Fast Generalised Rule Induction

Lead Research Organisation: University of Reading
Department Name: Computer Science

Abstract

The proposed research will significantly advance the state of the art in the field of data stream mining, in particular by providing adaptable rules that are understandable by humans but can be implemented in rule based expert systems.

Data stream mining is growing in importance and packages such as MOA are known to be used by widely in the data stream mining community. However, none of these environments provide techniques for the extraction of descriptive rules that can express patterns and changes of the patterns encoded in data streams. Descriptive data stream mining techniques exist such as cluster analysis, but none that identifies the patterns in the form of expressive and meaningful rules. This is important because it allows domain experts to look for potentially interesting but unknown patterns and changes of the pattern over time. The fact that the patterns are described in the form of rules allows to draw conclusions on why the pattern exist and how it could be influenced. Creating these rule sets is challenging as they need to be adapted automatically, as patterns encoded in a stream may change over time (known as concept drift); and also because they need to be created in a single pass through as data streams are potentially never ending.

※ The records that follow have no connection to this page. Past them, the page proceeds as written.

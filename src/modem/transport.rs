//! AT command transport: serial port discovery and one-command-at-a-time
//! request/response framing.
//!
//! The EC25 exposes several ttyUSB interfaces and only one of them answers AT
//! commands, and which one depends on the USB composition in use. Discovery
//! probes candidates with a bare `AT` and caches the winner for a short
//! window; every exchange reopens the device so other processes (ModemManager,
//! a PPP dialer) can use it in between.
//!
//! The serial layer sits behind [`SerialBackend`]/[`SerialLink`] so the
//! framing logic can be driven by scripted links in tests; [`SystemSerial`]
//! is the real implementation on top of the `serialport` crate.

use std::io::{self, Read, Write};
use std::sync::{Mutex, MutexGuard};
use std::thread::sleep;
use std::time::{Duration, Instant};

use chrono::{DateTime, Utc};
use log::{debug, info, trace, warn};
use serde::Serialize;

use super::ModemError;
use crate::logutil::{escape_log, summarize_response, MAX_PREVIEW};
use crate::metrics;

/// One open serial connection.
pub trait SerialLink: Send {
    /// Discard anything pending in the input and output buffers.
    fn clear(&mut self) -> io::Result<()>;
    fn write_all(&mut self, data: &[u8]) -> io::Result<()>;
    /// Read whatever is available. A read timeout is reported as `Ok(0)`.
    fn read_chunk(&mut self, buf: &mut [u8]) -> io::Result<usize>;
}

/// Enumerates and opens serial devices.
pub trait SerialBackend: Send + Sync {
    /// Device paths matching `pattern`, in any order.
    fn enumerate(&self, pattern: &str) -> Vec<String>;
    /// Open `path` at `baud_rate` with flow control off; `timeout` bounds each
    /// individual read or write.
    fn open(&self, path: &str, baud_rate: u32, timeout: Duration)
        -> io::Result<Box<dyn SerialLink>>;
}

/// Anything that can resolve the modem and run a single AT command. The
/// [`Modem`](super::Modem) facade is written against this so it can be
/// exercised without hardware.
pub trait CommandChannel: Send + Sync {
    fn find_port(&self, force_refresh: bool) -> Option<PortHandle>;
    fn send(&self, command: &str) -> Result<AtExchange, ModemError>;
}

/// A discovered AT port.
#[derive(Debug, Clone, PartialEq, Eq, Serialize)]
pub struct PortHandle {
    pub path: String,
    pub discovered_at: DateTime<Utc>,
    #[serde(skip)]
    probed_at: Instant,
}

impl PortHandle {
    pub fn new(path: impl Into<String>) -> Self {
        Self {
            path: path.into(),
            discovered_at: Utc::now(),
            probed_at: Instant::now(),
        }
    }

    pub fn age(&self) -> Duration {
        self.probed_at.elapsed()
    }
}

/// Outcome of one command/response round trip.
#[derive(Debug, Clone, PartialEq, Eq, Serialize)]
pub struct AtExchange {
    pub command: String,
    pub response: String,
    /// Response contains `OK`.
    pub ok: bool,
    /// Response contains `ERROR` (including `+CME ERROR`).
    pub error: bool,
    /// Read iterations used before the response was complete.
    pub attempts: u32,
}

impl AtExchange {
    fn new(command: &str, response: String, attempts: u32) -> Self {
        Self {
            command: command.to_string(),
            ok: response.contains("OK"),
            error: response.contains("ERROR"),
            response,
            attempts,
        }
    }

    /// The modem answered with a final result code.
    pub fn is_complete(&self) -> bool {
        self.ok || self.error
    }
}

#[derive(Debug, Clone)]
pub struct TransportSettings {
    /// Device path pattern, e.g. `/dev/ttyUSB*`.
    pub port_glob: String,
    /// Paths probed first, in this order, when present.
    pub priority_ports: Vec<String>,
    pub baud_rate: u32,
    /// Total read budget for the discovery probe.
    pub probe_timeout: Duration,
    /// Total read budget for a command.
    pub command_timeout: Duration,
    pub cache_ttl: Duration,
    /// Delay between writing a command and the first read.
    pub settle_delay: Duration,
    pub probe_read_attempts: u32,
    pub command_read_attempts: u32,
    /// Pause between read iterations.
    pub read_interval: Duration,
}

impl Default for TransportSettings {
    fn default() -> Self {
        Self {
            port_glob: "/dev/ttyUSB*".to_string(),
            priority_ports: vec!["/dev/ttyUSB2".to_string(), "/dev/ttyUSB3".to_string()],
            baud_rate: 115_200,
            probe_timeout: Duration::from_millis(1000),
            command_timeout: Duration::from_millis(2000),
            cache_ttl: Duration::from_secs(30),
            settle_delay: Duration::from_millis(400),
            probe_read_attempts: 3,
            command_read_attempts: 5,
            read_interval: Duration::from_millis(100),
        }
    }
}

/// Per-read timeout so that `attempts` reads stay within `budget`.
fn per_read_timeout(budget: Duration, attempts: u32) -> Duration {
    (budget / attempts.max(1)).max(Duration::from_millis(50))
}

/// Priority paths that actually exist go first (deduplicated, in the order
/// given), then every other match in lexicographic order.
pub fn order_candidates(priority: &[String], discovered: Vec<String>) -> Vec<String> {
    let mut ordered: Vec<String> = Vec::with_capacity(discovered.len());
    for p in priority {
        if discovered.contains(p) && !ordered.contains(p) {
            ordered.push(p.clone());
        }
    }
    let mut rest: Vec<String> = discovered
        .into_iter()
        .filter(|p| !ordered.contains(p))
        .collect();
    rest.sort();
    rest.dedup();
    ordered.extend(rest);
    ordered
}

/// Read until the text holds `OK` or `ERROR` or `attempts` reads are used.
/// Returns the accumulated text and the number of reads performed.
fn read_response(
    link: &mut dyn SerialLink,
    attempts: u32,
    interval: Duration,
) -> io::Result<(String, u32)> {
    let mut raw: Vec<u8> = Vec::new();
    let mut buf = [0u8; 512];
    let mut used = 0;
    for attempt in 0..attempts.max(1) {
        used = attempt + 1;
        let n = link.read_chunk(&mut buf)?;
        raw.extend_from_slice(&buf[..n]);
        let text = String::from_utf8_lossy(&raw);
        if text.contains("OK") || text.contains("ERROR") {
            break;
        }
        if used < attempts && !interval.is_zero() {
            sleep(interval);
        }
    }
    Ok((String::from_utf8_lossy(&raw).into_owned(), used))
}

/// Serial AT transport with a cached port.
pub struct AtTransport<B = SystemSerial> {
    backend: B,
    settings: TransportSettings,
    cache: Mutex<Option<PortHandle>>,
    /// Held for the whole of a probe sweep or exchange; interleaved commands
    /// on one port corrupt both replies.
    device: Mutex<()>,
}

impl AtTransport<SystemSerial> {
    pub fn system(settings: TransportSettings) -> Self {
        Self::new(SystemSerial, settings)
    }
}

impl<B: SerialBackend> AtTransport<B> {
    pub fn new(backend: B, settings: TransportSettings) -> Self {
        Self {
            backend,
            settings,
            cache: Mutex::new(None),
            device: Mutex::new(()),
        }
    }

    /// Currently cached port, regardless of age.
    pub fn cached_port(&self) -> Option<PortHandle> {
        self.lock_cache().clone()
    }

    /// Drop the cached port so the next call re-runs discovery.
    pub fn invalidate(&self) {
        if let Some(old) = self.lock_cache().take() {
            debug!("Invalidated cached AT port {}", old.path);
        }
    }

    fn lock_cache(&self) -> MutexGuard<'_, Option<PortHandle>> {
        self.cache.lock().unwrap_or_else(|e| e.into_inner())
    }

    fn lock_device(&self) -> MutexGuard<'_, ()> {
        self.device.lock().unwrap_or_else(|e| e.into_inner())
    }

    /// Resolve the port; caller must hold the device lock.
    fn resolve_port(&self, force_refresh: bool) -> Option<PortHandle> {
        let mut cache = self.lock_cache();
        if !force_refresh {
            if let Some(port) = cache.as_ref() {
                if port.age() < self.settings.cache_ttl {
                    metrics::inc_port_cache_hits();
                    trace!("Using cached AT port {} ({:?} old)", port.path, port.age());
                    return Some(port.clone());
                }
                debug!("Cached AT port {} expired", port.path);
            }
        }
        *cache = None;

        let candidates = order_candidates(
            &self.settings.priority_ports,
            self.backend.enumerate(&self.settings.port_glob),
        );
        if candidates.is_empty() {
            warn!("No serial devices match {}", self.settings.port_glob);
            return None;
        }
        for path in &candidates {
            if self.probe(path) {
                info!("Modem AT port found on {}", path);
                let handle = PortHandle::new(path.clone());
                *cache = Some(handle.clone());
                return Some(handle);
            }
        }
        warn!(
            "No AT port answered among {} candidate(s): {}",
            candidates.len(),
            candidates.join(", ")
        );
        None
    }

    fn probe(&self, path: &str) -> bool {
        metrics::inc_port_probes();
        let s = &self.settings;
        let attempt = || -> io::Result<String> {
            let timeout = per_read_timeout(s.probe_timeout, s.probe_read_attempts);
            let mut link = self.backend.open(path, s.baud_rate, timeout)?;
            link.clear()?;
            link.write_all(b"AT\r\n")?;
            let (text, _) = read_response(link.as_mut(), s.probe_read_attempts, s.read_interval)?;
            Ok(text)
        };
        match attempt() {
            Ok(text) => {
                debug!("Probe {} -> {}", path, escape_log(&text, MAX_PREVIEW));
                text.contains("OK")
            }
            Err(e) => {
                debug!("Probe {} failed: {}", path, e);
                false
            }
        }
    }

    fn exchange(&self, path: &str, command: &str) -> io::Result<AtExchange> {
        let s = &self.settings;
        let timeout = per_read_timeout(s.command_timeout, s.command_read_attempts);
        let mut link = self.backend.open(path, s.baud_rate, timeout)?;
        link.clear()?;
        link.write_all(format!("{command}\r\n").as_bytes())?;
        if !s.settle_delay.is_zero() {
            sleep(s.settle_delay);
        }
        let (text, attempts) =
            read_response(link.as_mut(), s.command_read_attempts, s.read_interval)?;
        Ok(AtExchange::new(command, text, attempts))
    }
}

impl<B: SerialBackend> CommandChannel for AtTransport<B> {
    fn find_port(&self, force_refresh: bool) -> Option<PortHandle> {
        let _device = self.lock_device();
        self.resolve_port(force_refresh)
    }

    fn send(&self, command: &str) -> Result<AtExchange, ModemError> {
        let _device = self.lock_device();
        let port = self.resolve_port(false).ok_or(ModemError::DeviceNotFound)?;
        metrics::inc_at_exchanges();
        match self.exchange(&port.path, command) {
            Ok(exchange) => {
                if exchange.response.is_empty() {
                    // silent port: it may have been renumbered after a reset
                    warn!("{} on {} got no reply", command, port.path);
                    self.invalidate();
                } else {
                    debug!(
                        "{} -> {} ({} read(s))",
                        command,
                        summarize_response(command, &exchange.response),
                        exchange.attempts
                    );
                }
                Ok(exchange)
            }
            Err(source) => {
                metrics::inc_at_failures();
                warn!("{} on {} failed: {}", command, port.path, source);
                self.invalidate();
                Err(ModemError::Transport {
                    port: port.path,
                    source,
                })
            }
        }
    }
}

/// `serialport` backed implementation.
#[derive(Debug, Default, Clone, Copy)]
pub struct SystemSerial;

struct SystemLink(Box<dyn serialport::SerialPort>);

impl SerialLink for SystemLink {
    fn clear(&mut self) -> io::Result<()> {
        self.0
            .clear(serialport::ClearBuffer::All)
            .map_err(io::Error::from)
    }

    fn write_all(&mut self, data: &[u8]) -> io::Result<()> {
        Write::write_all(&mut self.0, data)?;
        self.0.flush()
    }

    fn read_chunk(&mut self, buf: &mut [u8]) -> io::Result<usize> {
        match self.0.read(buf) {
            Ok(n) => Ok(n),
            Err(e) if e.kind() == io::ErrorKind::TimedOut => Ok(0),
            Err(e) => Err(e),
        }
    }
}

impl SerialBackend for SystemSerial {
    fn enumerate(&self, pattern: &str) -> Vec<String> {
        let entries = match glob::glob(pattern) {
            Ok(entries) => entries,
            Err(e) => {
                warn!("Invalid port glob {}: {}", pattern, e);
                return Vec::new();
            }
        };
        let mut found: Vec<String> = entries
            .filter_map(|entry| match entry {
                Ok(path) => Some(path.to_string_lossy().into_owned()),
                Err(e) => {
                    debug!("Skipping {}: {}", e.path().display(), e);
                    None
                }
            })
            .collect();
        found.sort();
        found
    }

    fn open(
        &self,
        path: &str,
        baud_rate: u32,
        timeout: Duration,
    ) -> io::Result<Box<dyn SerialLink>> {
        let port = serialport::new(path, baud_rate)
            .timeout(timeout)
            .flow_control(serialport::FlowControl::None)
            .data_bits(serialport::DataBits::Eight)
            .stop_bits(serialport::StopBits::One)
            .parity(serialport::Parity::None)
            .open()
            .map_err(io::Error::from)?;
        Ok(Box::new(SystemLink(port)))
    }
}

The research will be integrated into a popular open source environment, with the two contenders being the MOA or the KNIME data mining workbenches. Especially the integration of the methodology in MOA will accelerate the adoption of expressive descriptive data stream mining techniques in both academic and commercial communities. In particular UK telecommunication and chemical companies are amongst the categories of companies that gain significant advantages from the extraction of descriptive rules in real-time from streaming data. The method will enable the telecommunication industry to improve the efficiency of detecting interesting event patterns in national telecommunication networks on the fly, and thus help forecasting performance bottlenecks and faults (personal communication with British Telecom). Chemical companies can employ this technology for monitoring sensors in chemical plants to identify plant stages on the fly without the need for time consuming analyses in the laboratory. This will trigger R&D investment of UK companies for making use of this research, which is reflected by the fact that British Telecom has already contributed £30,000 towards a PhD studentship to the PI's research in stream data mining techniques. Such exploitation of this research will lead to growth in the performance of technology companies, new jobs and an increase in revenue, and thus will give the UK an economical competitive advantage.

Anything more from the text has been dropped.